_The task_
Search the records for the word "crate" and copy every line in which it occurs.

[[ Data section, beginning ]]

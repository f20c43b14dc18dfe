//! Table config of the messenger's message history.
//!
//! Read-only listing: no add, no delete, no selection and no details panel.
//! Every change of the [`MessageStore`] reloads whichever view is bound to
//! the config, keeping an open details panel open.

use super::message_store::{MessageStore, StoreEvent, WsTableMessage};
use crate::config::ConsoleConfig;
use crate::entity::cells::{arrow_icon, cell_with_background, DEFAULT_ARROW_COLOR};
use crate::entity::{
    lock, CellActionDescriptor, CellActionHandler, ContentColumn, DateColumn, EntityTableConfig,
    EntityTableHooks, TableSettings,
};
use crate::services::{DialogService, Translator};
use std::sync::{Arc, Mutex};
use tokio::sync::broadcast::error::RecvError;
use tokio::task::JoinHandle;
use tokio_util::sync::CancellationToken;
use tracing::{debug, info};

const RETAIN_BACKGROUND: &str = "rgba(0, 0, 0, 0.08)";
const PAYLOAD_ICON: &str = "mdi:code-braces";
const PROPERTIES_ICON: &str = "mdi:information-outline";

/// Payload column width follows the available screen width.
#[derive(Debug, Clone, Copy, PartialEq, Eq, Default)]
pub enum PayloadLayout {
    #[default]
    Regular,
    Wide,
}

impl PayloadLayout {
    pub fn payload_width(self) -> &'static str {
        match self {
            Self::Regular => "150px",
            Self::Wide => "400px",
        }
    }
}

/// Pretty prints JSON payloads, leaves anything else untouched.
pub fn pretty_payload(payload: &str) -> String {
    serde_json::from_str::<serde_json::Value>(payload)
        .ok()
        .and_then(|value| serde_json::to_string_pretty(&value).ok())
        .unwrap_or_else(|| payload.to_string())
}

fn qos_translation_key(qos: u8) -> &'static str {
    match qos {
        0 => "mqtt-client-session.qos-at-most-once",
        1 => "mqtt-client-session.qos-at-least-once",
        _ => "mqtt-client-session.qos-exactly-once",
    }
}

fn message_type_translation_key(received: bool) -> &'static str {
    if received {
        "ws-client.messages.received"
    } else {
        "ws-client.messages.published"
    }
}

struct MessagesHooks;

impl EntityTableHooks<WsTableMessage> for MessagesHooks {
    fn entity_title(&self, entity: &WsTableMessage) -> String {
        entity.topic.clone()
    }

    fn details_readonly(&self, _entity: &WsTableMessage) -> bool {
        true
    }
}

struct MessageWatcher {
    cancel: CancellationToken,
    handle: JoinHandle<()>,
}

pub struct MessagesTableConfig {
    config: Arc<EntityTableConfig<WsTableMessage>>,
    store: Arc<MessageStore>,
    watcher: Mutex<Option<MessageWatcher>>,
}

impl MessagesTableConfig {
    pub fn new(
        store: Arc<MessageStore>,
        translator: Arc<dyn Translator>,
        dialogs: Arc<dyn DialogService>,
        layout: PayloadLayout,
        console: &ConsoleConfig,
    ) -> Self {
        let settings = TableSettings {
            details_panel_enabled: false,
            entities_delete_enabled: false,
            add_enabled: false,
            selection_enabled: false,
            default_cursor: true,
            display_pagination: true,
            ..TableSettings::from_console(console)
        };

        let type_translator = translator.clone();
        let qos_translator = translator.clone();
        let config = EntityTableConfig::<WsTableMessage>::builder(store.clone())
            .settings(settings)
            .hooks(Arc::new(MessagesHooks))
            .column(
                ContentColumn::new("type", "", "30px")
                    .content(|m: &WsTableMessage, _| {
                        arrow_icon(
                            m.message_type.is_received(),
                            Some(m.color.as_deref().unwrap_or(DEFAULT_ARROW_COLOR)),
                        )
                    })
                    .sortable(false)
                    .tooltip(move |m: &WsTableMessage, _| {
                        let key = message_type_translation_key(m.message_type.is_received());
                        Some(type_translator.instant(key))
                    }),
            )
            .column(DateColumn::new(
                "createdTime",
                translator.instant("common.time"),
                "150px",
            ))
            .column(
                ContentColumn::new("topic", translator.instant("retained-message.topic"), "100%")
                    .content(|m: &WsTableMessage, _| m.topic.clone())
                    .tooltip(|m: &WsTableMessage, _| Some(m.topic.clone())),
            )
            .column(
                ContentColumn::new("qos", translator.instant("retained-message.qos"), "50px")
                    .content(|m: &WsTableMessage, _| m.qos.to_string())
                    .tooltip(move |m: &WsTableMessage, _| {
                        Some(qos_translator.instant(qos_translation_key(m.qos)))
                    }),
            )
            .column(
                ContentColumn::new("retain", translator.instant("ws-client.messages.retained"), "50px")
                    .content(|m: &WsTableMessage, _| {
                        if m.retain {
                            cell_with_background("True", Some(RETAIN_BACKGROUND))
                        } else {
                            String::new()
                        }
                    }),
            )
            .column(
                ContentColumn::new(
                    "payload",
                    translator.instant("retained-message.payload"),
                    layout.payload_width(),
                )
                .content(|m: &WsTableMessage, _| pretty_payload(&m.payload))
                .tooltip(|m: &WsTableMessage, _| Some(m.payload.clone())),
            )
            .cell_action(show_payload_action(translator.as_ref(), dialogs.clone()))
            .cell_action(show_properties_action(translator.as_ref(), dialogs))
            .build();

        Self {
            config,
            store,
            watcher: Mutex::new(None),
        }
    }

    pub fn config(&self) -> Arc<EntityTableConfig<WsTableMessage>> {
        self.config.clone()
    }

    pub fn store(&self) -> Arc<MessageStore> {
        self.store.clone()
    }

    /// Starts reloading the bound view on every store change. Idempotent.
    pub fn watch_messages(&self) {
        let mut watcher = lock(&self.watcher);
        if watcher.as_ref().is_some_and(|w| !w.handle.is_finished()) {
            return;
        }

        let mut rx = self.store.subscribe();
        let config = Arc::downgrade(&self.config);
        let cancel = CancellationToken::new();
        let token = cancel.clone();

        let handle = tokio::spawn(async move {
            loop {
                let event = tokio::select! {
                    biased;
                    _ = token.cancelled() => break,
                    event = rx.recv() => event,
                };
                match event {
                    Ok(StoreEvent::Added { id }) => debug!(message_id = %id, "Message history changed"),
                    Ok(StoreEvent::Cleared) => debug!("Message history cleared"),
                    Err(RecvError::Lagged(skipped)) => debug!(skipped, "Message watcher lagged"),
                    Err(RecvError::Closed) => break,
                }
                let Some(config) = config.upgrade() else {
                    break;
                };
                if let Err(e) = config.update_data(false).await {
                    debug!(error = %e, "Message table reload skipped");
                }
            }
            info!("Message watcher stopped");
        });

        *watcher = Some(MessageWatcher { cancel, handle });
    }

    pub fn stop_watching(&self) {
        if let Some(watcher) = lock(&self.watcher).take() {
            watcher.cancel.cancel();
        }
    }
}

impl Drop for MessagesTableConfig {
    fn drop(&mut self) {
        self.stop_watching();
    }
}

fn show_payload_action(
    translator: &dyn Translator,
    dialogs: Arc<dyn DialogService>,
) -> CellActionDescriptor<WsTableMessage> {
    let title = translator.instant("retained-message.payload");
    let name = translator.instant("ws-client.messages.show-payload");
    CellActionDescriptor::new(
        name,
        PAYLOAD_ICON,
        CellActionHandler::custom(move |m: WsTableMessage| {
            let dialogs = dialogs.clone();
            let title = title.clone();
            async move { dialogs.show_content(&title, &m.payload).await }
        }),
    )
    .enabled_when(|m: &WsTableMessage| !m.payload.is_empty())
}

fn show_properties_action(
    translator: &dyn Translator,
    dialogs: Arc<dyn DialogService>,
) -> CellActionDescriptor<WsTableMessage> {
    let title = translator.instant("ws-client.connections.properties");
    let name = translator.instant("ws-client.messages.show-properties");
    CellActionDescriptor::new(
        name,
        PROPERTIES_ICON,
        CellActionHandler::custom(move |m: WsTableMessage| {
            let dialogs = dialogs.clone();
            let title = title.clone();
            async move {
                let content = m
                    .properties
                    .as_ref()
                    .and_then(|p| serde_json::to_string_pretty(p).ok())
                    .unwrap_or_default();
                dialogs.show_content(&title, &content).await
            }
        }),
    )
    .enabled_when(|m: &WsTableMessage| m.properties.as_ref().is_some_and(|p| p.is_defined()))
}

[[ Data section, end ]]

_Answer below_
use crate::config::ConsoleConfig;
use crate::entity::cells::{arrow_icon, cell_with_background, DEFAULT_ARROW_COLOR};
use crate::entity::{
use crate::services::{DialogService, Translator};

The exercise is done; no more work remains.